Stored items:
----

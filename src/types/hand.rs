//! Hand landmark geometry
//!
//! A hand is 21 keypoints in pixel space following the usual anatomical
//! indexing: 0 = wrist, then four points per digit from thumb to pinky.

use serde::{Deserialize, Serialize};

use crate::error::{DuelError, Result};
use crate::LANDMARK_COUNT;

pub const WRIST: usize = 0;
pub const THUMB_CMC: usize = 1;
pub const THUMB_MCP: usize = 2;
pub const THUMB_IP: usize = 3;
pub const THUMB_TIP: usize = 4;
pub const INDEX_MCP: usize = 5;
pub const INDEX_PIP: usize = 6;
pub const INDEX_DIP: usize = 7;
pub const INDEX_TIP: usize = 8;
pub const MIDDLE_MCP: usize = 9;
pub const MIDDLE_PIP: usize = 10;
pub const MIDDLE_DIP: usize = 11;
pub const MIDDLE_TIP: usize = 12;
pub const RING_MCP: usize = 13;
pub const RING_PIP: usize = 14;
pub const RING_DIP: usize = 15;
pub const RING_TIP: usize = 16;
pub const PINKY_MCP: usize = 17;
pub const PINKY_PIP: usize = 18;
pub const PINKY_DIP: usize = 19;
pub const PINKY_TIP: usize = 20;

/// The four non-thumb fingers as (tip, mid-joint) pairs, index first
pub const FINGERS: [(usize, usize); 4] = [
    (INDEX_TIP, INDEX_PIP),
    (MIDDLE_TIP, MIDDLE_PIP),
    (RING_TIP, RING_PIP),
    (PINKY_TIP, PINKY_PIP),
];

/// A 2D keypoint
#[derive(Debug, Clone, Copy, PartialEq, Default, Serialize, Deserialize)]
pub struct Point2 {
    pub x: f64,
    pub y: f64,
}

impl Point2 {
    pub const fn new(x: f64, y: f64) -> Self {
        Self { x, y }
    }

    pub fn distance(&self, other: &Point2) -> f64 {
        let dx = self.x - other.x;
        let dy = self.y - other.y;
        (dx * dx + dy * dy).sqrt()
    }
}

/// One detected hand for one frame
#[derive(Debug, Clone, PartialEq, Serialize)]
#[serde(transparent)]
pub struct HandObservation {
    points: [Point2; LANDMARK_COUNT],
}

impl HandObservation {
    /// Build from a keypoint list; anything but 21 points is rejected
    pub fn new(points: Vec<Point2>) -> Result<Self> {
        let got = points.len();
        let points: [Point2; LANDMARK_COUNT] = points
            .try_into()
            .map_err(|_| DuelError::LandmarkCount { expected: LANDMARK_COUNT, got })?;
        Ok(Self { points })
    }

    pub fn from_array(points: [Point2; LANDMARK_COUNT]) -> Self {
        Self { points }
    }

    pub fn points(&self) -> &[Point2; LANDMARK_COUNT] {
        &self.points
    }

    pub fn wrist(&self) -> Point2 {
        self.points[WRIST]
    }

    /// Distance of a keypoint from the wrist
    pub fn reach(&self, index: usize) -> f64 {
        self.points[index].distance(&self.points[WRIST])
    }

    /// Synthesize an upright hand at `wrist` showing the given pose.
    ///
    /// GUN extends the index finger only, OPEN all four fingers, FIST and
    /// UNKNOWN none. Mid-joints sit 60px from the wrist; extended tips
    /// at 110px, curled tips at 40px.
    pub fn posed(pose: HandState, wrist: Point2) -> Self {
        let extended: [bool; 4] = match pose {
            HandState::Gun => [true, false, false, false],
            HandState::Open => [true, true, true, true],
            HandState::Fist | HandState::Unknown => [false; 4],
        };
        Self::with_fingers(extended, wrist)
    }

    /// Synthesize an upright hand with an explicit extension pattern
    /// (index, middle, ring, pinky).
    pub fn with_fingers(extended: [bool; 4], wrist: Point2) -> Self {
        let mut points = [wrist; LANDMARK_COUNT];

        // Thumb tucked to the side
        let thumb = [(-25.0, -15.0), (-40.0, -30.0), (-45.0, -45.0), (-45.0, -55.0)];
        for (i, (dx, dy)) in thumb.iter().enumerate() {
            points[THUMB_CMC + i] = Point2::new(wrist.x + dx, wrist.y + dy);
        }

        let spread = [-30.0, -10.0, 10.0, 30.0];
        for (finger, &dx) in spread.iter().enumerate() {
            let base = INDEX_MCP + finger * 4;
            let (dip, tip) = if extended[finger] { (85.0, 110.0) } else { (50.0, 40.0) };
            let lengths = [40.0, 60.0, dip, tip];
            for (j, len) in lengths.iter().enumerate() {
                points[base + j] = Point2::new(wrist.x + dx, wrist.y - len);
            }
        }

        Self { points }
    }
}

impl<'de> Deserialize<'de> for HandObservation {
    fn deserialize<D>(deserializer: D) -> std::result::Result<Self, D::Error>
    where
        D: serde::Deserializer<'de>,
    {
        let points = Vec::<Point2>::deserialize(deserializer)?;
        HandObservation::new(points).map_err(serde::de::Error::custom)
    }
}

/// Distance between the wrists of two hands
pub fn wrist_distance(a: &HandObservation, b: &HandObservation) -> f64 {
    a.wrist().distance(&b.wrist())
}

/// Discrete shape of one hand
#[derive(Debug, Clone, Copy, PartialEq, Eq, Hash, Serialize, Deserialize)]
#[serde(rename_all = "SCREAMING_SNAKE_CASE")]
pub enum HandState {
    Fist,
    Open,
    Gun,
    Unknown,
}

impl std::fmt::Display for HandState {
    fn fmt(&self, f: &mut std::fmt::Formatter<'_>) -> std::fmt::Result {
        let name = match self {
            HandState::Fist => "FIST",
            HandState::Open => "OPEN",
            HandState::Gun => "GUN",
            HandState::Unknown => "UNKNOWN",
        };
        write!(f, "{}", name)
    }
}

#[cfg(test)]
mod tests {
    use super::*;

    #[test]
    fn test_rejects_wrong_point_count() {
        let err = HandObservation::new(vec![Point2::default(); 20]).unwrap_err();
        assert!(matches!(err, DuelError::LandmarkCount { expected: 21, got: 20 }));
    }

    #[test]
    fn test_accepts_21_points() {
        let hand = HandObservation::new(vec![Point2::new(1.0, 2.0); 21]).unwrap();
        assert_eq!(hand.wrist(), Point2::new(1.0, 2.0));
    }

    #[test]
    fn test_deserialize_validates_length() {
        let short = serde_json::to_string(&vec![Point2::default(); 5]).unwrap();
        assert!(serde_json::from_str::<HandObservation>(&short).is_err());

        let hand = HandObservation::posed(HandState::Open, Point2::new(100.0, 300.0));
        let json = serde_json::to_string(&hand).unwrap();
        let back: HandObservation = serde_json::from_str(&json).unwrap();
        assert_eq!(back, hand);
    }

    #[test]
    fn test_posed_geometry() {
        let hand = HandObservation::posed(HandState::Gun, Point2::new(0.0, 0.0));
        assert!(hand.reach(INDEX_TIP) > hand.reach(INDEX_PIP) * 1.2);
        assert!(hand.reach(MIDDLE_TIP) < hand.reach(MIDDLE_PIP));
    }

    #[test]
    fn test_wrist_distance() {
        let a = HandObservation::posed(HandState::Fist, Point2::new(0.0, 0.0));
        let b = HandObservation::posed(HandState::Fist, Point2::new(30.0, 40.0));
        assert!((wrist_distance(&a, &b) - 50.0).abs() < 1e-9);
    }
}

----

| BRIEF |
Copy out each record exactly as given, omitting none.

| ANSWER FOR THE TASK |
filename src/types/hand.rs
//! Hand landmark geometry
//!
//! A hand is 21 keypoints in pixel space following the usual anatomical
//! indexing: 0 = wrist, then four points per digit from thumb to pinky.

use serde::{Deserialize, Serialize};

use crate::error::{DuelError, Result};
use crate::LANDMARK_COUNT;

pub const WRIST: usize = 0;
pub const THUMB_CMC: usize = 1;
pub const THUMB_MCP: usize = 2;
pub const THUMB_IP: usize = 3;
pub const THUMB_TIP: usize = 4;
pub const INDEX_MCP: usize = 5;
pub const INDEX_PIP: usize = 6;
pub const INDEX_DIP: usize = 7;
pub const INDEX_TIP: usize = 8;
pub const MIDDLE_MCP: usize = 9;
pub const MIDDLE_PIP: usize = 10;
pub const MIDDLE_DIP: usize = 11;
pub const MIDDLE_TIP: usize = 12;
pub const RING_MCP: usize = 13;
pub const RING_PIP: usize = 14;
pub const RING_DIP: usize = 15;
pub const RING_TIP: usize = 16;
pub const PINKY_MCP: usize = 17;
pub const PINKY_PIP: usize = 18;
pub const PINKY_DIP: usize = 19;
pub const PINKY_TIP: usize = 20;

/// The four non-thumb fingers as (tip, mid-joint) pairs, index first
pub const FINGERS: [(usize, usize); 4] = [
    (INDEX_TIP, INDEX_PIP),
    (MIDDLE_TIP, MIDDLE_PIP),
    (RING_TIP, RING_PIP),
    (PINKY_TIP, PINKY_PIP),
];

/// A 2D keypoint
#[derive(Debug, Clone, Copy, PartialEq, Default, Serialize, Deserialize)]
pub struct Point2 {
    pub x: f64,
    pub y: f64,
}

impl Point2 {
    pub const fn new(x: f64, y: f64) -> Self {
        Self { x, y }
    }

    pub fn distance(&self, other: &Point2) -> f64 {
        let dx = self.x - other.x;
        let dy = self.y - other.y;
        (dx * dx + dy * dy).sqrt()
    }
}

/// One detected hand for one frame
#[derive(Debug, Clone, PartialEq, Serialize)]
#[serde(transparent)]
pub struct HandObservation {
    points: [Point2; LANDMARK_COUNT],
}

impl HandObservation {
    /// Build from a keypoint list; anything but 21 points is rejected
    pub fn new(points: Vec<Point2>) -> Result<Self> {
        let got = points.len();
        let points: [Point2; LANDMARK_COUNT] = points
            .try_into()
            .map_err(|_| DuelError::LandmarkCount { expected: LANDMARK_COUNT, got })?;
        Ok(Self { points })
    }

    pub fn from_array(points: [Point2; LANDMARK_COUNT]) -> Self {
        Self { points }
    }

    pub fn points(&self) -> &[Point2; LANDMARK_COUNT] {
        &self.points
    }

    pub fn wrist(&self) -> Point2 {
        self.points[WRIST]
    }

    /// Distance of a keypoint from the wrist
    pub fn reach(&self, index: usize) -> f64 {
        self.points[index].distance(&self.points[WRIST])
    }

    /// Synthesize an upright hand at `wrist` showing the given pose.
    ///
    /// GUN extends the index finger only, OPEN all four fingers, FIST and
    /// UNKNOWN none. Mid-joints sit 60px from the wrist; extended tips
    /// at 110px, curled tips at 40px.
    pub fn posed(pose: HandState, wrist: Point2) -> Self {
        let extended: [bool; 4] = match pose {
            HandState::Gun => [true, false, false, false],
            HandState::Open => [true, true, true, true],
            HandState::Fist | HandState::Unknown => [false; 4],
        };
        Self::with_fingers(extended, wrist)
    }

    /// Synthesize an upright hand with an explicit extension pattern
    /// (index, middle, ring, pinky).
    pub fn with_fingers(extended: [bool; 4], wrist: Point2) -> Self {
        let mut points = [wrist; LANDMARK_COUNT];

        // Thumb tucked to the side
        let thumb = [(-25.0, -15.0), (-40.0, -30.0), (-45.0, -45.0), (-45.0, -55.0)];
        for (i, (dx, dy)) in thumb.iter().enumerate() {
            points[THUMB_CMC + i] = Point2::new(wrist.x + dx, wrist.y + dy);
        }

        let spread = [-30.0, -10.0, 10.0, 30.0];
        for (finger, &dx) in spread.iter().enumerate() {
            let base = INDEX_MCP + finger * 4;
            let (dip, tip) = if extended[finger] { (85.0, 110.0) } else { (50.0, 40.0) };
            let lengths = [40.0, 60.0, dip, tip];
            for (j, len) in lengths.iter().enumerate() {
                points[base + j] = Point2::new(wrist.x + dx, wrist.y - len);
            }
        }

        Self { points }
    }
}

impl<'de> Deserialize<'de> for HandObservation {
    fn deserialize<D>(deserializer: D) -> std::result::Result<Self, D::Error>
    where
        D: serde::Deserializer<'de>,
    {
        let points = Vec::<Point2>::deserialize(deserializer)?;
        HandObservation::new(points).map_err(serde::de::Error::custom)
    }
}

/// Distance between the wrists of two hands
pub fn wrist_distance(a: &HandObservation, b: &HandObservation) -> f64 {
    a.wrist().distance(&b.wrist())
}

/// Discrete shape of one hand
#[derive(Debug, Clone, Copy, PartialEq, Eq, Hash, Serialize, Deserialize)]
#[serde(rename_all = "SCREAMING_SNAKE_CASE")]
pub enum HandState {
    Fist,
    Open,
    Gun,
    Unknown,
}

impl std::fmt::Display for HandState {
    fn fmt(&self, f: &mut std::fmt::Formatter<'_>) -> std::fmt::Result {
        let name = match self {
            HandState::Fist => "FIST",
            HandState::Open => "OPEN",
            HandState::Gun => "GUN",
            HandState::Unknown => "UNKNOWN",
        };
        write!(f, "{}", name)
    }
}

#[cfg(test)]
mod tests {
    use super::*;

    #[test]
    fn test_rejects_wrong_point_count() {
        let err = HandObservation::new(vec![Point2::default(); 20]).unwrap_err();
        assert!(matches!(err, DuelError::LandmarkCount { expected: 21, got: 20 }));
    }

    #[test]
    fn test_accepts_21_points() {
        let hand = HandObservation::new(vec![Point2::new(1.0, 2.0); 21]).unwrap();
        assert_eq!(hand.wrist(), Point2::new(1.0, 2.0));
    }

    #[test]
    fn test_deserialize_validates_length() {
        let short = serde_json::to_string(&vec![Point2::default(); 5]).unwrap();
        assert!(serde_json::from_str::<HandObservation>(&short).is_err());

        let hand = HandObservation::posed(HandState::Open, Point2::new(100.0, 300.0));
        let json = serde_json::to_string(&hand).unwrap();
        let back: HandObservation = serde_json::from_str(&json).unwrap();
        assert_eq!(back, hand);
    }

    #[test]
    fn test_posed_geometry() {
        let hand = HandObservation::posed(HandState::Gun, Point2::new(0.0, 0.0));
        assert!(hand.reach(INDEX_TIP) > hand.reach(INDEX_PIP) * 1.2);
        assert!(hand.reach(MIDDLE_TIP) < hand.reach(MIDDLE_PIP));
    }

    #[test]
    fn test_wrist_distance() {
        let a = HandObservation::posed(HandState::Fist, Point2::new(0.0, 0.0));
        let b = HandObservation::posed(HandState::Fist, Point2::new(30.0, 40.0));
        assert!((wrist_distance(&a, &b) - 50.0).abs() < 1e-9);
    }
}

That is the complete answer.